Iran says ‘exchanging messages’ with US to revive nuclear deal


Iran said Wednesday that there is an “uninterrupted exchange of messages” between Tehran and Washington to salvage the nuclear deal, contrary to public statements made by US officials.

Speaking on the sidelines of a government meeting in Tehran, Foreign Minister Hossein Amir-Abdollahian termed recent statements by Rob Malley, US envoy for Iran affairs, as “hypocritical”, saying the two sides continue to exchange messages, the last of which came “within past 72 hours”.

Malley told reporters in Paris on Monday that the door was open to resuming diplomacy with Iran, but for now, the Biden administration would continue the policy of “sanctions and pressure”.

“Our focus is not an accord that isn’t moving forward, but what is happening in Iran, this popular movement and brutal crackdown of the regime against protesters,” Malley said.
“It’s the sale of armed drones by Iran to Russia … and the liberation of our hostages,” he added, referring to three US nationals held in Iran.

Amir-Abdollahian said the American side, through other foreign ministers, has been sending messages to Iran that they are “in a hurry” to revive the nuclear deal but tell media that the deal “is not the priority”.
He said the objective of the US is to “pressure Iran into conceding its red lines”.
The indirect negotiations between Tehran and Washington to revive the 2015 nuclear deal are stalled since August due to key sticking points, including a standoff over the UN nuclear watchdog’s probe into three undeclared nuclear sites in Iran.
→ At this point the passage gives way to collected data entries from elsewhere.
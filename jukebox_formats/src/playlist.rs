use std::fs;
use std::path::{Path, PathBuf};

use anyhow::{Context, Result, bail};
use serde::Serialize;
use walkdir::WalkDir;

/// Header row written at the top of every freshly created table.
pub const PLAYLIST_HEADER: &str = "title,artist,genre,popularity,rating";

/// Field delimiter used by playlist tables.
pub const FIELD_DELIMITER: char = ',';

/// One playlist row. Fields are validated when the record is built, so a
/// `SongRecord` in hand always carries a non-empty title, an integral
/// popularity and a finite rating.
#[derive(Debug, Clone, PartialEq, Serialize)]
pub struct SongRecord {
    pub title: String,
    pub artist: String,
    pub genre: String,
    pub popularity: u32,
    pub rating: f32,
}

impl SongRecord {
    pub fn new(
        title: impl Into<String>,
        artist: impl Into<String>,
        genre: impl Into<String>,
        popularity: u32,
        rating: f32,
    ) -> Result<Self> {
        let record = SongRecord {
            title: title.into().trim().to_string(),
            artist: artist.into().trim().to_string(),
            genre: genre.into().trim().to_string(),
            popularity,
            rating,
        };

        if record.title.is_empty() {
            bail!("song title must not be empty");
        }
        if !record.rating.is_finite() {
            bail!("song rating must be a finite number");
        }
        for field in [&record.title, &record.artist, &record.genre] {
            if field.contains(FIELD_DELIMITER) || field.contains('\n') {
                bail!("song field {field:?} contains a delimiter or newline");
            }
        }

        Ok(record)
    }

    /// Parse one delimited data row. Surrounding whitespace on every field
    /// is discarded.
    pub fn parse_line(line: &str) -> Result<Self> {
        let fields: Vec<&str> = line.split(FIELD_DELIMITER).map(str::trim).collect();
        if fields.len() != 5 {
            bail!(
                "expected 5 comma-separated fields, got {}: {line:?}",
                fields.len()
            );
        }

        let popularity: u32 = fields[3]
            .parse()
            .with_context(|| format!("parsing popularity {:?}", fields[3]))?;
        let rating: f32 = fields[4]
            .parse()
            .with_context(|| format!("parsing rating {:?}", fields[4]))?;

        SongRecord::new(fields[0], fields[1], fields[2], popularity, rating)
    }

    /// Render the record as one delimited data row.
    pub fn to_line(&self) -> String {
        format!(
            "{},{},{},{},{}",
            self.title, self.artist, self.genre, self.popularity, self.rating
        )
    }

    /// The "Title - Artist" form shown to players and used for clip names.
    pub fn display_name(&self) -> String {
        format!("{} - {}", self.title, self.artist)
    }
}

/// A named, file-backed ordered collection of song records. The file is an
/// UTF-8 comma-delimited table with an optional header row whose first
/// field is the literal `title` (any case).
#[derive(Debug, Clone)]
pub struct PlaylistTable {
    path: PathBuf,
}

impl PlaylistTable {
    pub fn open(path: impl Into<PathBuf>) -> Self {
        PlaylistTable { path: path.into() }
    }

    /// Create a new empty table at `path`, writing the canonical header.
    /// An existing file at the same path is replaced.
    pub fn create(path: impl Into<PathBuf>) -> Result<Self> {
        let table = PlaylistTable { path: path.into() };
        fs::write(&table.path, format!("{PLAYLIST_HEADER}\n"))
            .with_context(|| format!("creating playlist table {}", table.path.display()))?;
        Ok(table)
    }

    pub fn path(&self) -> &Path {
        &self.path
    }

    /// The table name players see: the file stem.
    pub fn name(&self) -> String {
        self.path
            .file_stem()
            .map(|stem| stem.to_string_lossy().into_owned())
            .unwrap_or_else(|| self.path.display().to_string())
    }

    /// Load every data row, skipping the header when present. A malformed
    /// row fails the whole load.
    pub fn load(&self) -> Result<Vec<SongRecord>> {
        let text = fs::read_to_string(&self.path)
            .with_context(|| format!("reading playlist table {}", self.path.display()))?;

        let mut songs = Vec::new();
        let mut first_content = true;
        for (index, line) in text.lines().enumerate() {
            let trimmed = line.trim();
            if trimmed.is_empty() {
                continue;
            }
            if first_content {
                first_content = false;
                if is_header(trimmed) {
                    continue;
                }
            }
            let record = SongRecord::parse_line(trimmed).with_context(|| {
                format!("row {} of {}", index + 1, self.path.display())
            })?;
            songs.push(record);
        }

        Ok(songs)
    }

    /// Append one record. The table is read back and rewritten whole, never
    /// patched in place, so a file without a trailing newline stays intact.
    pub fn append(&self, record: &SongRecord) -> Result<()> {
        let mut text = match fs::read_to_string(&self.path) {
            Ok(existing) => existing,
            Err(err) if err.kind() == std::io::ErrorKind::NotFound => String::new(),
            Err(err) => {
                return Err(err)
                    .with_context(|| format!("reading playlist table {}", self.path.display()));
            }
        };

        if !text.is_empty() && !text.ends_with('\n') {
            text.push('\n');
        }
        text.push_str(&record.to_line());
        text.push('\n');

        fs::write(&self.path, text)
            .with_context(|| format!("writing playlist table {}", self.path.display()))
    }
}

fn is_header(line: &str) -> bool {
    line.split(FIELD_DELIMITER)
        .next()
        .map(|field| field.trim().eq_ignore_ascii_case("title"))
        .unwrap_or(false)
}

/// Scan `root` recursively for playlist tables, in deterministic path order.
pub fn discover_playlists(root: &Path) -> Result<Vec<PlaylistTable>> {
    let mut paths = Vec::new();
    for entry in WalkDir::new(root) {
        let entry =
            entry.with_context(|| format!("scanning playlist root {}", root.display()))?;
        if !entry.file_type().is_file() {
            continue;
        }
        let path = entry.into_path();
        let is_table = path
            .extension()
            .map(|ext| ext.eq_ignore_ascii_case("csv"))
            .unwrap_or(false);
        if is_table {
            paths.push(path);
        }
    }
    paths.sort();
    Ok(paths.into_iter().map(PlaylistTable::open).collect())
}

#[cfg(test)]
mod tests {
    use std::fs;

    use super::*;

    fn seeded_table(dir: &Path) -> PlaylistTable {
        let path = dir.join("mix.csv");
        fs::write(
            &path,
            "title,artist,genre,popularity,rating\n\
             Song1,Artist1,Rock,50,4.2\n\
             Song2,Artist2,Jazz,75,3.8\n\
             Song3,Artist3,Rock,30,4.9\n",
        )
        .expect("seed playlist");
        PlaylistTable::open(path)
    }

    #[test]
    fn loads_rows_and_skips_header() {
        let dir = tempfile::tempdir().expect("tempdir");
        let table = seeded_table(dir.path());

        let songs = table.load().expect("loaded table");
        let titles: Vec<&str> = songs.iter().map(|song| song.title.as_str()).collect();
        assert_eq!(titles, vec!["Song1", "Song2", "Song3"]);
        assert_eq!(songs[1].popularity, 75);
        assert_eq!(songs[2].rating, 4.9);
    }

    #[test]
    fn loads_headerless_table() {
        let dir = tempfile::tempdir().expect("tempdir");
        let path = dir.path().join("bare.csv");
        fs::write(&path, "Song1,Artist1,Pop,10,4.5\n").expect("seed playlist");

        let songs = PlaylistTable::open(path).load().expect("loaded table");
        assert_eq!(songs.len(), 1);
        assert_eq!(songs[0].title, "Song1");
    }

    #[test]
    fn malformed_row_fails_whole_load() {
        let dir = tempfile::tempdir().expect("tempdir");
        let path = dir.path().join("broken.csv");
        fs::write(
            &path,
            "title,artist,genre,popularity,rating\n\
             Song1,Artist1,Pop,not-a-number,4.5\n",
        )
        .expect("seed playlist");

        assert!(PlaylistTable::open(path).load().is_err());
    }

    #[test]
    fn parse_line_trims_surrounding_whitespace() {
        let record =
            SongRecord::parse_line("  Song1 , Artist1 ,  Pop , 10 , 4.5 ").expect("parsed row");
        assert_eq!(record.title, "Song1");
        assert_eq!(record.artist, "Artist1");
        assert_eq!(record.genre, "Pop");
        assert_eq!(record.popularity, 10);
        assert_eq!(record.rating, 4.5);
    }

    #[test]
    fn parse_line_rejects_bad_rows() {
        assert!(SongRecord::parse_line("Song1,Artist1,Pop,10").is_err());
        assert!(SongRecord::parse_line("Song1,Artist1,Pop,10,4.5,extra").is_err());
        assert!(SongRecord::parse_line("Song1,Artist1,Pop,-3,4.5").is_err());
        assert!(SongRecord::parse_line("Song1,Artist1,Pop,10,wild").is_err());
        assert!(SongRecord::parse_line(",Artist1,Pop,10,4.5").is_err());
    }

    #[test]
    fn append_round_trips_through_load() {
        let dir = tempfile::tempdir().expect("tempdir");
        let table = seeded_table(dir.path());

        let record = SongRecord::new("Song4", "Artist4", "Pop", 10, 4.5).expect("record");
        table.append(&record).expect("appended row");

        let songs = table.load().expect("reloaded table");
        assert_eq!(songs.len(), 4);
        assert_eq!(songs[3], record);
    }

    #[test]
    fn append_handles_missing_trailing_newline() {
        let dir = tempfile::tempdir().expect("tempdir");
        let path = dir.path().join("mix.csv");
        fs::write(&path, "Song1,Artist1,Pop,10,4.5").expect("seed playlist");
        let table = PlaylistTable::open(path);

        let record = SongRecord::new("Song2", "Artist2", "Jazz", 20, 3.0).expect("record");
        table.append(&record).expect("appended row");

        let songs = table.load().expect("reloaded table");
        assert_eq!(songs.len(), 2);
        assert_eq!(songs[1].title, "Song2");
    }

    #[test]
    fn create_writes_canonical_header() {
        let dir = tempfile::tempdir().expect("tempdir");
        let path = dir.path().join("fresh.csv");

        let table = PlaylistTable::create(&path).expect("created table");
        let text = fs::read_to_string(&path).expect("read back");
        assert_eq!(text, format!("{PLAYLIST_HEADER}\n"));
        assert!(table.load().expect("loaded empty table").is_empty());
    }

    #[test]
    fn discovery_returns_tables_in_sorted_order() {
        let dir = tempfile::tempdir().expect("tempdir");
        fs::write(dir.path().join("zebra.csv"), "").expect("seed");
        fs::write(dir.path().join("alpha.csv"), "").expect("seed");
        fs::write(dir.path().join("notes.txt"), "").expect("seed");

        let tables = discover_playlists(dir.path()).expect("scanned root");
        let names: Vec<String> = tables.iter().map(PlaylistTable::name).collect();
        assert_eq!(names, vec!["alpha", "zebra"]);
    }
}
Iran’s insistence on dropping the probe and the agency’s refusal to accept the demand has put a major roadblock in the revival of the deal and de-escalation of tensions between Iran and the US.

Tensions between the two sides have heightened in recent months following sweeping protests in Iran over the death of a young Iranian woman in police custody as well as allegations that Iran supplied drones to Russia for use in Ukraine.

Amir-Abdollahian also vowed a “reciprocal and effective” response to what he called an “unconstructive” move to call a special session of the UN Human Rights Council to address the situation in Iran.
The special session on “the deteriorating human rights situation in Iran” will be convened on November 24 following an official request submitted on Friday by Germany and Iceland.

Meanwhile, a scheduled visit by a delegation of the International Atomic Energy Agency (IAEA) to Iran to discuss ways to enhance cooperation has been put on hold after the US, Britain, France, and Germany submitted a motion to the agency’s board censuring Iran over its lack of cooperation with the agency.

Iran’s nuclear agency chief Mohammad Eslami said on Wednesday that Tehran rejects the motion, which he said is based on “false content”.
The IAEA board of governors had in June this year passed a resolution against Iran over its “non-cooperation” with the agency.